NFATc1 Il plasmide Double Nickase (h) consiste in una coppia di plasmidi ingegnerizzati per l'editing ad alta specificità del locus NFATC1 nelle linee cellulari human. Ciascun plasmide esprime una nickasi Cas9 D10A e un sgRNA distinto che prende di mira filamenti di DNA opposti all'interno di NFATC1. Quando indirizzate verso siti adiacenti su filamenti di DNA opposti, le due nickasi generano tagli a filamento singolo sfalsati che insieme producono una rottura a doppio filamento sfalsata, richiedendo un'attività coordinata sul bersaglio da entrambe le guide. La rottura del DNA risultante viene risolta da vie di riparazione cellulare endogene, più comunemente attraverso la giunzione non omologa delle estremità (NHEJ), portando a inserzioni o delezioni che interrompono la funzione di NFATC1. Richiedendo il coinvolgimento di due sgRNA nel locus bersaglio, l'approccio a doppia nickasi migliora la specificità dell'editing e fornisce una strategia CRISPR complementare per applicazioni in cui è desiderato un controllo aggiuntivo sulla precisione del targeting.

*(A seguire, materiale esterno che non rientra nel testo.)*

//! Route handlers. Each one decodes its payload, calls [`crate::auth::AuthService`]
//! and lets [`crate::auth::ServiceError`] map itself to a response.

pub mod health;
pub mod login;
pub mod password_reset;
pub mod session;
pub mod signup;
pub mod types;
pub mod users;
use crate::{
    api,
    auth::{AuthService, PgCredentialStore, TokenCodec},
    cli::{
        commands::{auth, store},
        telemetry,
    },
};
use anyhow::{Context, Result};
use std::sync::Arc;
use tracing::info;

#[derive(Debug)]
pub struct Args {
    pub port: u16,
    pub store: store::Options,
    pub auth: auth::Options,
}

/// Wire the store, hasher and token codecs, then serve until shutdown.
///
/// # Errors
/// Returns an error if the database is unreachable, a secret is rejected, or
/// the server fails.
pub async fn execute(args: Args) -> Result<()> {
    let store = PgCredentialStore::connect(
        &args.store.dsn,
        args.store.max_connections,
        args.store.timeout,
    )
    .await?;

    let hasher = args.auth.password_hasher()?;
    let access = TokenCodec::new(args.auth.access_token_secret.clone())
        .context("Invalid access token secret")?;
    let refresh = TokenCodec::new(args.auth.refresh_token_secret.clone())
        .context("Invalid refresh token secret")?;

    let service = AuthService::new(
        Arc::new(store),
        hasher,
        access,
        refresh,
        args.auth.auth_config(),
    );

    info!(
        port = args.port,
        hash_workers = args.auth.hash_workers,
        "Starting authgate"
    );

    let result = api::new(args.port, Arc::new(service)).await;
    telemetry::shutdown_tracer();
    result
}
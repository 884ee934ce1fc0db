// Entry point: launches the egui/eframe gait lab, or steps the gait headless.
use clap::Parser;
use std::sync::{
    Arc,
    atomic::{AtomicBool, Ordering},
};

use minikame::app::App;
use minikame::cli::Args;
use minikame::config::AppConfig;
use minikame::gait::{GaitDriver, GaitOscillators};
use minikame::headless::{self, HeadlessOptions};
use tracing::{error, warn};

fn run_headless(args: &Args, config: &AppConfig) -> std::io::Result<()> {
    let oscillators = GaitOscillators::from_config(&config.gait).unwrap_or_else(|err| {
        warn!(%err, "invalid [gait] config, using built-in oscillators");
        GaitOscillators::default()
    });
    let mut driver = GaitDriver::new(oscillators);
    let opts = HeadlessOptions {
        duration_ms: args.duration_ms,
        frame_ms: args.frame_ms,
        csv: args.csv,
    };
    let stdout = std::io::stdout();
    headless::run(&mut driver, &opts, &mut stdout.lock())?;
    Ok(())
}

fn main() -> eframe::Result<()> {
    tracing_subscriber::fmt()
        .with_env_filter(
            tracing_subscriber::EnvFilter::from_default_env()
                .add_directive(tracing::Level::INFO.into()),
        )
        .with_writer(std::io::stderr)
        .init();

    let args = Args::parse();
    let mut config = AppConfig::load_or_default(&args.config);
    if let Some(paused) = args.paused {
        config.playback.start_paused = paused;
    }

    if args.nogui {
        if let Err(err) = run_headless(&args, &config) {
            error!(%err, "headless run failed");
            std::process::exit(1);
        }
        return Ok(());
    }

    let stop_flag = Arc::new(AtomicBool::new(false));
    let stop_flag_for_ctrlc = stop_flag.clone();
    if let Err(err) = ctrlc::set_handler(move || {
        stop_flag_for_ctrlc.store(true, Ordering::SeqCst);
    }) {
        warn!(%err, "could not install Ctrl-C handler");
    }

    let native_options = eframe::NativeOptions {
        viewport: egui::ViewportBuilder::default()
            .with_inner_size([config.view.window_width, config.view.window_height]),
        ..Default::default()
    };

    eframe::run_native(
        "MiniKame",
        native_options,
        Box::new(move |cc| Ok(Box::new(App::new(cc, &config, stop_flag.clone())))),
    )
}
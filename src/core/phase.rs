use std::f64::consts::{PI, TAU};

#[inline]
pub fn wrap_0_tau(x: f64) -> f64 {
    x.rem_euclid(TAU)
}

/// Human readable phase: radians, whole degrees and the nearest half-π
/// multiple when the phase sits close to one.
pub fn describe_phase(phase: f64) -> String {
    let degrees = (phase * 180.0 / PI).trunc();
    let over_pi = phase / PI;
    let digits = over_pi - over_pi.floor();
    let mut label = format!("{phase:.3} rad / {degrees} deg");
    if (0.0..=0.05).contains(&digits) {
        label.push_str(&format!(" / ~{}π", over_pi.floor()));
    }
    if (0.48..=0.52).contains(&digits) {
        label.push_str(&format!(" / ~{}π", over_pi.floor() + 0.5));
    }
    label
}
use std::time::Instant;

use tracing::{info, warn};

use crate::config::AppConfig;
use crate::gait::{GaitDriver, GaitFrame, GaitOscillators};
use crate::ui::lessons::{BracePairsLesson, FootAndBraceLesson, SineLesson, SingleBraceLesson};
use crate::ui::scene::Scene3d;

#[derive(Clone, Copy, Debug, Default, PartialEq, Eq)]
pub enum LessonTab {
    #[default]
    Gait,
    Sine,
    SingleBrace,
    BracePairs,
    FootAndBrace,
}

impl LessonTab {
    pub const ALL: [LessonTab; 5] = [
        LessonTab::Gait,
        LessonTab::Sine,
        LessonTab::SingleBrace,
        LessonTab::BracePairs,
        LessonTab::FootAndBrace,
    ];

    pub fn title(self) -> &'static str {
        match self {
            LessonTab::Gait => "Gait",
            LessonTab::Sine => "Sine",
            LessonTab::SingleBrace => "Single brace",
            LessonTab::BracePairs => "Brace pairs",
            LessonTab::FootAndBrace => "Foot and brace",
        }
    }
}

#[derive(Clone, Copy, Debug, Default, PartialEq, Eq)]
pub enum PlaybackState {
    #[default]
    Playing,
    Paused,
}

/// Animation clock in milliseconds, scaled and pausable.
#[derive(Clone, Debug)]
pub struct Playback {
    pub state: PlaybackState,
    pub time_scale: f64,
    resumed_at: Instant,
    base_ms: f64,
}

impl Playback {
    pub fn new(start: Instant, time_scale: f64, paused: bool) -> Self {
        Self {
            state: if paused {
                PlaybackState::Paused
            } else {
                PlaybackState::Playing
            },
            time_scale,
            resumed_at: start,
            base_ms: 0.0,
        }
    }

    pub fn time_at(&self, now: Instant) -> f64 {
        match self.state {
            PlaybackState::Paused => self.base_ms,
            PlaybackState::Playing => {
                let elapsed = now.saturating_duration_since(self.resumed_at);
                self.base_ms + elapsed.as_secs_f64() * 1000.0 * self.time_scale
            }
        }
    }

    pub fn toggle(&mut self, now: Instant) {
        match self.state {
            PlaybackState::Playing => {
                self.base_ms = self.time_at(now);
                self.state = PlaybackState::Paused;
            }
            PlaybackState::Paused => {
                self.resumed_at = now;
                self.state = PlaybackState::Playing;
            }
        }
    }

    /// Changes speed without a jump in the displayed time.
    pub fn set_time_scale(&mut self, now: Instant, time_scale: f64) {
        self.base_ms = self.time_at(now);
        self.resumed_at = now;
        self.time_scale = time_scale;
    }

    pub fn rewind(&mut self, now: Instant) {
        self.base_ms = 0.0;
        self.resumed_at = now;
    }
}

#[derive(Clone, Debug, Default)]
pub struct Lessons {
    pub sine: SineLesson,
    pub single_brace: SingleBraceLesson,
    pub brace_pairs: BracePairsLesson,
    pub foot_and_brace: FootAndBraceLesson,
}

/// Everything the window draws, owned by the app between frames.
#[derive(Clone, Debug)]
pub struct LabState {
    pub tab: LessonTab,
    pub playback: Playback,
    pub lessons: Lessons,
    pub driver: GaitDriver,
    pub scene: Scene3d,
    pub frame: GaitFrame,
    pub scope_height: f32,
    pub scope_ticks: usize,
}

impl LabState {
    pub fn new(cfg: &AppConfig, start: Instant) -> Self {
        let oscillators = GaitOscillators::from_config(&cfg.gait).unwrap_or_else(|err| {
            warn!(%err, "invalid [gait] config, using built-in oscillators");
            GaitOscillators::default()
        });
        let mut driver = GaitDriver::new(oscillators);
        let frame = driver.step(0.0);
        info!(
            time_scale = cfg.playback.time_scale,
            paused = cfg.playback.start_paused,
            "gait lab ready"
        );
        Self {
            tab: LessonTab::default(),
            playback: Playback::new(start, cfg.playback.time_scale, cfg.playback.start_paused),
            lessons: Lessons::default(),
            driver,
            scene: Scene3d::new(&cfg.scene),
            frame,
            scope_height: cfg.view.scope_height,
            scope_ticks: cfg.view.scope_ticks,
        }
    }

    /// Steps the gait to the playback time at `now`.
    pub fn advance(&mut self, now: Instant) -> f64 {
        let t = self.playback.time_at(now);
        self.frame = self.driver.step(t);
        t
    }
}
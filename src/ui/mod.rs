pub mod lessons;
pub mod plots;
pub mod scene;
pub mod sketch;
pub mod viewdata;
pub mod windows;
//! Quadruped joint model and the alternating gait that drives it.

pub mod driver;
pub mod joint;
pub mod leg;

pub use driver::{GaitDriver, GaitFrame, GaitOscillators, GaitSide, LegOscillators, SIDE_BUCKET};
pub use joint::JointKind;
pub use leg::{BotLeg, LegId};
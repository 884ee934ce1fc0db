//! The step-by-step panels that build up to the full gait: a bare sine, one
//! brace, four braces in diagonal pairs, and a brace with its foot.

use std::f64::consts::{FRAC_PI_2, PI, TAU};

use egui::{DragValue, Grid, Sense, Slider, Vec2};
use tracing::warn;

use crate::core::oscillator::{Oscillator, OscillatorError};
use crate::core::phase::describe_phase;
use crate::core::trace::side_at;
use crate::ui::plots::{ScopeView, scope};
use crate::ui::sketch::{self, FourBraceAngles};

fn accept(result: Result<(), OscillatorError>) -> bool {
    match result {
        Ok(()) => true,
        Err(err) => {
            warn!(%err, "rejected oscillator edit");
            false
        }
    }
}

fn osc(amplitude: f64, phase: f64, offset: f64, period: f64) -> Oscillator {
    Oscillator::new(amplitude, phase, offset, period, 0.0).unwrap_or_default()
}

/// Drag fields for the four wave parameters. Returns true when a value changed.
pub fn oscillator_controls(ui: &mut egui::Ui, id: &str, osc: &mut Oscillator) -> bool {
    let mut changed = false;
    let mut amplitude = osc.amplitude();
    let mut phase = osc.phase();
    let mut offset = osc.offset();
    let mut period = osc.period();

    Grid::new(id).num_columns(3).show(ui, |ui| {
        ui.label("amplitude");
        if ui.add(DragValue::new(&mut amplitude).speed(0.01)).changed() {
            changed |= accept(osc.set_amplitude(amplitude));
        }
        ui.label(format!("{}", osc.amplitude()));
        ui.end_row();

        ui.label("phase");
        if ui.add(DragValue::new(&mut phase).speed(0.01)).changed() {
            changed |= accept(osc.set_phase(phase));
        }
        ui.label(describe_phase(osc.phase()));
        ui.end_row();

        ui.label("offset");
        if ui.add(DragValue::new(&mut offset).speed(0.01)).changed() {
            changed |= accept(osc.set_offset(offset));
        }
        ui.label(format!("{}", osc.offset()));
        ui.end_row();

        ui.label("period");
        if ui.add(DragValue::new(&mut period).speed(10.0)).changed() {
            changed |= accept(osc.set_period(period));
        }
        ui.label(format!("{} ticks", osc.period()));
        ui.end_row();
    });
    changed
}

/// A single tweakable wave drawn from t = 0.
#[derive(Debug, Clone)]
pub struct SineLesson {
    pub oscillator: Oscillator,
    pub view: ScopeView,
}

impl Default for SineLesson {
    fn default() -> Self {
        Self {
            oscillator: Oscillator::default(),
            view: ScopeView {
                spaced_x_labels: ["0", "π/2", "π", "3π/2", "2π", "5π/2", "3π", "7π/2", "4π"]
                    .map(String::from)
                    .to_vec(),
                ..ScopeView::ticked(2000, 2.0)
            },
        }
    }
}

impl SineLesson {
    pub fn ui(&mut self, ui: &mut egui::Ui) {
        ui.heading("Sine wave");
        ui.label("value = offset + amplitude · sin(phase + 2π·t / period)");
        oscillator_controls(ui, "sine_controls", &mut self.oscillator);
        scope(ui, "sine_scope", &self.view, &self.oscillator, 0.0);
    }
}

/// One brace swinging back and forth on its corner.
#[derive(Debug, Clone)]
pub struct SingleBraceLesson {
    pub oscillator: Oscillator,
    pub view: ScopeView,
}

impl Default for SingleBraceLesson {
    fn default() -> Self {
        Self {
            oscillator: osc(1.0, 0.0, 0.4, 1000.0),
            view: ScopeView::ticked(2000, 2.0),
        }
    }
}

impl SingleBraceLesson {
    pub fn angle(&self, time: f64) -> f64 {
        self.oscillator.value_at(time)
    }

    pub fn ui(&mut self, ui: &mut egui::Ui, time: f64) {
        ui.heading("Single brace");
        oscillator_controls(ui, "single_brace_controls", &mut self.oscillator);
        let (rect, _) = ui.allocate_exact_size(sketch::SINGLE_BRACE_SIZE, Sense::hover());
        sketch::single_brace(ui.painter(), rect, sketch::SINGLE_BRACE_SIZE, self.angle(time));
        scope(ui, "single_brace_scope", &self.view, &self.oscillator, time);
    }
}

/// Four braces; back-right/front-left and back-left/front-right share a phase.
#[derive(Debug, Clone)]
pub struct BracePairsLesson {
    pub back_right: Oscillator,
    pub front_left: Oscillator,
    pub back_left: Oscillator,
    pub front_right: Oscillator,
    pub view: ScopeView,
}

impl Default for BracePairsLesson {
    fn default() -> Self {
        Self {
            back_right: osc(0.8, FRAC_PI_2, 0.4, 1000.0),
            front_left: osc(0.8, FRAC_PI_2, -0.1, 1000.0),
            back_left: osc(0.8, 1.5 * PI, 0.4, 1000.0),
            front_right: osc(0.8, 1.5 * PI, -0.1, 1000.0),
            view: ScopeView::ticked(2000, 2.0),
        }
    }
}

impl BracePairsLesson {
    pub fn set_phase_brfl(&mut self, phase: f64) -> Result<(), OscillatorError> {
        self.back_right.set_phase(phase)?;
        self.front_left.set_phase(phase)
    }

    pub fn set_phase_blfr(&mut self, phase: f64) -> Result<(), OscillatorError> {
        self.back_left.set_phase(phase)?;
        self.front_right.set_phase(phase)
    }

    pub fn angles(&self, time: f64) -> FourBraceAngles {
        FourBraceAngles {
            front_left: self.front_left.value_at(time),
            front_right: self.front_right.value_at(time),
            back_left: self.back_left.value_at(time),
            back_right: self.back_right.value_at(time),
        }
    }

    pub fn ui(&mut self, ui: &mut egui::Ui, time: f64) {
        ui.heading("Brace pairs");
        let (rect, _) = ui.allocate_exact_size(Vec2::new(288.0, 144.0), Sense::hover());
        sketch::four_braces(ui.painter(), rect, self.angles(time));

        let mut brfl = self.back_right.phase();
        ui.horizontal(|ui| {
            ui.label("BR / FL phase");
            if ui.add(Slider::new(&mut brfl, 0.0..=TAU)).changed() {
                accept(self.set_phase_brfl(brfl));
            }
            ui.label(describe_phase(self.back_right.phase()));
        });
        scope(ui, "brfl_scope", &self.view, &self.back_right, time);

        let mut blfr = self.back_left.phase();
        ui.horizontal(|ui| {
            ui.label("BL / FR phase");
            if ui.add(Slider::new(&mut blfr, 0.0..=TAU)).changed() {
                accept(self.set_phase_blfr(blfr));
            }
            ui.label(describe_phase(self.back_left.phase()));
        });
        scope(ui, "blfr_scope", &self.view, &self.back_left, time);
    }
}

/// Brace and foot at a time picked with a slider instead of the clock.
#[derive(Debug, Clone)]
pub struct FootAndBraceLesson {
    pub brace: Oscillator,
    pub foot: Oscillator,
    pub time: f64,
    pub active_side: Option<u8>,
    pub brace_view: ScopeView,
    pub foot_view: ScopeView,
}

impl Default for FootAndBraceLesson {
    fn default() -> Self {
        Self {
            brace: osc(1.0, FRAC_PI_2, 0.4, 1000.0),
            foot: osc(10.0, FRAC_PI_2, 10.0, 500.0),
            time: 0.0,
            active_side: None,
            brace_view: ScopeView::ticked(3000, 2.0),
            foot_view: ScopeView {
                period: 1000.0,
                ..ScopeView::ticked(3000, 20.0)
            },
        }
    }
}

impl FootAndBraceLesson {
    /// Gait cycle shared by both oscilloscopes.
    const CYCLE: f64 = 1000.0;

    pub fn set_active_side(&mut self, side: Option<u8>) {
        self.active_side = side;
        self.foot_view.active_side = side;
    }

    /// How far the foot is lifted, `None` while its side is resting.
    pub fn foot_lift(&self) -> Option<f64> {
        let side = side_at(self.time, Self::CYCLE / 2.0);
        match self.active_side {
            Some(active) if active != side => None,
            _ => Some(self.foot.value_at(self.time)),
        }
    }

    pub fn ui(&mut self, ui: &mut egui::Ui) {
        ui.heading("Foot and brace");
        ui.horizontal(|ui| {
            ui.add(Slider::new(&mut self.time, 0.0..=3000.0).step_by(1.0).text("time"));
            let mut gated = self.active_side == Some(0);
            if ui.checkbox(&mut gated, "only lift on side 0").changed() {
                self.set_active_side(gated.then_some(0));
            }
        });

        ui.horizontal(|ui| {
            let (rect, _) = ui.allocate_exact_size(sketch::FOOT_PANEL_SIZE, Sense::hover());
            sketch::single_brace(ui.painter(), rect, sketch::FOOT_PANEL_SIZE, self.brace.value_at(self.time));
            let (rect, _) = ui.allocate_exact_size(sketch::FOOT_PANEL_SIZE, Sense::hover());
            sketch::foot_and_brace(ui.painter(), rect, self.foot_lift());
        });
        scope(ui, "foot_brace_scope", &self.brace_view, &self.brace, self.time);
        scope(ui, "foot_scope", &self.foot_view, &self.foot, self.time);
    }
}

#[cfg(test)]
mod tests {
    use super::*;

    #[test]
    fn pair_phase_moves_both_braces() {
        let mut lesson = BracePairsLesson::default();
        lesson.set_phase_brfl(1.0).unwrap();
        assert_eq!(lesson.back_right.phase(), 1.0);
        assert_eq!(lesson.front_left.phase(), 1.0);
        assert_eq!(lesson.back_left.phase(), 1.5 * PI);

        assert!(lesson.set_phase_blfr(f64::NAN).is_err());
        assert_eq!(lesson.front_right.phase(), 1.5 * PI);
    }

    #[test]
    fn foot_rests_off_side() {
        let mut lesson = FootAndBraceLesson::default();
        lesson.time = 600.0;
        assert!(lesson.foot_lift().is_some());

        lesson.set_active_side(Some(0));
        assert_eq!(lesson.foot_view.active_side, Some(0));
        assert_eq!(lesson.foot_lift(), None);

        lesson.time = 200.0;
        assert_eq!(lesson.foot_lift(), Some(lesson.foot.value_at(200.0)));
    }

    #[test]
    fn single_brace_swings_unclamped() {
        let lesson = SingleBraceLesson::default();
        assert!((lesson.angle(0.0) - 0.4).abs() < 1e-12);
        assert!((lesson.angle(250.0) - 1.4).abs() < 1e-12);
    }

    #[test]
    fn sine_lesson_labels_every_half_pi() {
        let lesson = SineLesson::default();
        assert_eq!(lesson.view.spaced_x_labels.len(), 9);
        assert_eq!(lesson.view.ticks, 2000);
    }

    #[test]
    fn controls_leave_out_of_turn_phase_alone() {
        let mut osc = Oscillator::new(0.5, -1.0, 0.1, 500.0, 0.0).unwrap();
        let ctx = egui::Context::default();
        let mut changed = true;
        for _ in 0..2 {
            let _ = ctx.run(egui::RawInput::default(), |ctx| {
                egui::CentralPanel::default().show(ctx, |ui| {
                    changed = oscillator_controls(ui, "phase_controls", &mut osc);
                });
            });
        }
        assert!(!changed);
        assert_eq!(osc.phase(), -1.0);
    }
}
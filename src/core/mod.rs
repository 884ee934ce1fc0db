//! Time-domain primitives with no knowledge of the robot.

pub mod oscillator;
pub mod phase;
pub mod trace;
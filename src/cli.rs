use clap::Parser;

#[derive(Parser, Debug, Clone)]
#[command(author, version, about)]
pub struct Args {
    /// Path to config TOML (written with commented defaults if missing)
    #[arg(long, default_value = "minikame.toml")]
    pub config: String,

    /// Run without GUI (headless): step the gait and print joint angles
    #[arg(long, default_value_t = false)]
    pub nogui: bool,

    /// Simulated duration in headless mode, milliseconds
    #[arg(long, default_value_t = 2000.0)]
    pub duration_ms: f64,

    /// Time between headless frames, milliseconds
    #[arg(long, default_value_t = 16.0)]
    pub frame_ms: f64,

    /// Print one CSV row per headless frame
    #[arg(long, default_value_t = false)]
    pub csv: bool,

    /// Start the window with the animation paused (overrides config)
    #[arg(long, num_args = 0..=1, default_missing_value = "true")]
    pub paused: Option<bool>,
}
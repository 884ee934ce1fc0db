//! Alternating diagonal gait.
//!
//! Braces follow their oscillators every frame. Legs are driven in diagonal
//! pairs: front-left with back-right during even half-cycles, front-right with
//! back-left during odd ones. A pair that is not driven keeps its last angle.

use tracing::debug;

use super::leg::{BotLeg, LegId};
use crate::config::GaitConfig;
use crate::core::oscillator::{Oscillator, OscillatorError};
use crate::core::trace::{SideGate, side_at};

/// Length of one gait half-cycle, in the driver's time unit (ms).
pub const SIDE_BUCKET: f64 = 500.0;

#[derive(Debug, Clone, Copy, PartialEq, Eq, Hash)]
pub enum GaitSide {
    /// Even half-cycle: front-left and back-right legs move.
    FrontLeftBackRight,
    /// Odd half-cycle: front-right and back-left legs move.
    FrontRightBackLeft,
}

impl GaitSide {
    pub fn at(t: f64) -> Self {
        Self::from_index(side_at(t, SIDE_BUCKET))
    }

    pub fn from_index(index: u8) -> Self {
        if index == 0 {
            GaitSide::FrontLeftBackRight
        } else {
            GaitSide::FrontRightBackLeft
        }
    }

    pub fn index(self) -> u8 {
        match self {
            GaitSide::FrontLeftBackRight => 0,
            GaitSide::FrontRightBackLeft => 1,
        }
    }

    /// Side during which `leg` is driven.
    pub fn of_leg(leg: LegId) -> Self {
        match leg {
            LegId::FrontLeft | LegId::BackRight => GaitSide::FrontLeftBackRight,
            LegId::FrontRight | LegId::BackLeft => GaitSide::FrontRightBackLeft,
        }
    }

    pub fn drives(self, leg: LegId) -> bool {
        Self::of_leg(leg) == self
    }

    /// Gate that opens a trace only during this side's half-cycles.
    pub fn gate(self) -> SideGate {
        SideGate::new(self.index(), SIDE_BUCKET)
    }
}

#[derive(Debug, Clone, Copy, PartialEq)]
pub struct LegOscillators {
    pub brace: Oscillator,
    pub leg: Oscillator,
}

/// The eight oscillators of the gait, indexed by [`LegId`].
#[derive(Debug, Clone, PartialEq)]
pub struct GaitOscillators {
    legs: [LegOscillators; 4],
}

impl GaitOscillators {
    pub fn new(legs: [LegOscillators; 4]) -> Self {
        Self { legs }
    }

    pub fn from_config(cfg: &GaitConfig) -> Result<Self, OscillatorError> {
        let build = |id: LegId| -> Result<LegOscillators, OscillatorError> {
            let brace_phase = if id.is_front() {
                cfg.front_brace_phase
            } else {
                cfg.back_brace_phase
            };
            Ok(LegOscillators {
                brace: Oscillator::new(cfg.brace_amplitude, brace_phase, 0.0, cfg.brace_period, 0.0)?,
                leg: Oscillator::new(
                    cfg.leg_amplitude,
                    cfg.leg_phase,
                    cfg.leg_offset,
                    cfg.leg_period,
                    0.0,
                )?,
            })
        };
        Ok(Self {
            legs: [
                build(LegId::FrontLeft)?,
                build(LegId::FrontRight)?,
                build(LegId::BackLeft)?,
                build(LegId::BackRight)?,
            ],
        })
    }

    pub fn get(&self, id: LegId) -> &LegOscillators {
        &self.legs[id.index()]
    }

    pub fn get_mut(&mut self, id: LegId) -> &mut LegOscillators {
        &mut self.legs[id.index()]
    }
}

impl Default for GaitOscillators {
    fn default() -> Self {
        // Defaults are finite with nonzero periods.
        Self::from_config(&GaitConfig::default()).unwrap_or_else(|_| {
            let osc = LegOscillators {
                brace: Oscillator::default(),
                leg: Oscillator::default(),
            };
            Self { legs: [osc; 4] }
        })
    }
}

/// Joint state of the whole robot at one instant.
#[derive(Debug, Clone, PartialEq)]
pub struct GaitFrame {
    pub t: f64,
    pub side: GaitSide,
    pub legs: [BotLeg; 4],
}

impl GaitFrame {
    pub fn leg(&self, id: LegId) -> &BotLeg {
        &self.legs[id.index()]
    }
}

#[derive(Debug, Clone)]
pub struct GaitDriver {
    oscillators: GaitOscillators,
    legs: [BotLeg; 4],
    last_side: Option<GaitSide>,
}

impl GaitDriver {
    pub fn new(oscillators: GaitOscillators) -> Self {
        Self {
            oscillators,
            legs: LegId::ALL.map(BotLeg::new),
            last_side: None,
        }
    }

    pub fn oscillators(&self) -> &GaitOscillators {
        &self.oscillators
    }

    pub fn oscillators_mut(&mut self) -> &mut GaitOscillators {
        &mut self.oscillators
    }

    pub fn leg(&self, id: LegId) -> &BotLeg {
        &self.legs[id.index()]
    }

    /// Advances the pose to time `t` and returns a snapshot of it.
    pub fn step(&mut self, t: f64) -> GaitFrame {
        for id in LegId::ALL {
            let brace = self.oscillators.get(id).brace.value_at(t);
            self.legs[id.index()].set_brace_rotation(brace);
        }

        let side = GaitSide::at(t);
        if self.last_side != Some(side) {
            debug!(t, ?side, "gait side switch");
            self.last_side = Some(side);
        }
        for id in LegId::ALL.into_iter().filter(|id| side.drives(*id)) {
            let leg = self.oscillators.get(id).leg.value_at(t);
            self.legs[id.index()].set_leg_rotation(leg);
        }

        GaitFrame {
            t,
            side,
            legs: self.legs,
        }
    }

    /// Returns every leg to its rest pose.
    pub fn reset(&mut self) {
        self.legs = LegId::ALL.map(BotLeg::new);
        self.last_side = None;
    }
}

impl Default for GaitDriver {
    fn default() -> Self {
        Self::new(GaitOscillators::default())
    }
}

#[cfg(test)]
mod tests {
    use super::*;
    use crate::gait::joint::BRACE_LIMITS;

    #[test]
    fn side_alternates_every_bucket() {
        assert_eq!(GaitSide::at(0.0), GaitSide::FrontLeftBackRight);
        assert_eq!(GaitSide::at(499.0), GaitSide::FrontLeftBackRight);
        assert_eq!(GaitSide::at(500.0), GaitSide::FrontRightBackLeft);
        assert_eq!(GaitSide::at(1000.0), GaitSide::FrontLeftBackRight);
        assert_eq!(GaitSide::at(-10.0), GaitSide::FrontRightBackLeft);
    }

    #[test]
    fn diagonal_pairs() {
        let even = GaitSide::FrontLeftBackRight;
        assert!(even.drives(LegId::FrontLeft) && even.drives(LegId::BackRight));
        assert!(!even.drives(LegId::FrontRight) && !even.drives(LegId::BackLeft));
        for id in LegId::ALL {
            assert_eq!(GaitSide::of_leg(id).gate().active_side, GaitSide::of_leg(id).index());
        }
    }

    #[test]
    fn inactive_pair_holds_last_angle() {
        let mut driver = GaitDriver::default();
        let first = driver.step(100.0);
        let held = first.leg(LegId::FrontRight).leg_command();

        let second = driver.step(300.0);
        assert_eq!(second.side, GaitSide::FrontLeftBackRight);
        assert_eq!(second.leg(LegId::FrontRight).leg_command(), held);
        assert_eq!(second.leg(LegId::BackLeft).leg_command(), held);

        let osc = driver.oscillators().get(LegId::FrontLeft).leg;
        assert_eq!(second.leg(LegId::FrontLeft).leg_command(), osc.value_at(300.0));
    }

    #[test]
    fn braces_update_every_frame() {
        let mut driver = GaitDriver::default();
        for t in [0.0, 250.0, 600.0, 900.0] {
            let frame = driver.step(t);
            for id in LegId::ALL {
                let raw = driver.oscillators().get(id).brace.value_at(t);
                let applied = frame.leg(id).brace_rotation();
                assert_eq!(applied, raw.clamp(BRACE_LIMITS.0, BRACE_LIMITS.1));
            }
        }
    }
}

Per supportare l'identificazione efficiente delle cellule modificate, un plasmide codifica la GFP per la visualizzazione fluorescente delle popolazioni trasfettate, mentre il plasmide di accompagnamento porta un gene di resistenza alla puromicina per la selezione antibiotica. Insieme, queste caratteristiche supportano l'arricchimento efficiente delle popolazioni co-trasfettate e semplificano la convalida dei cloni con NFATC1 interrotto.
Solo per uso di ricerca. Non destinato a uso diagnostico o terapeutico.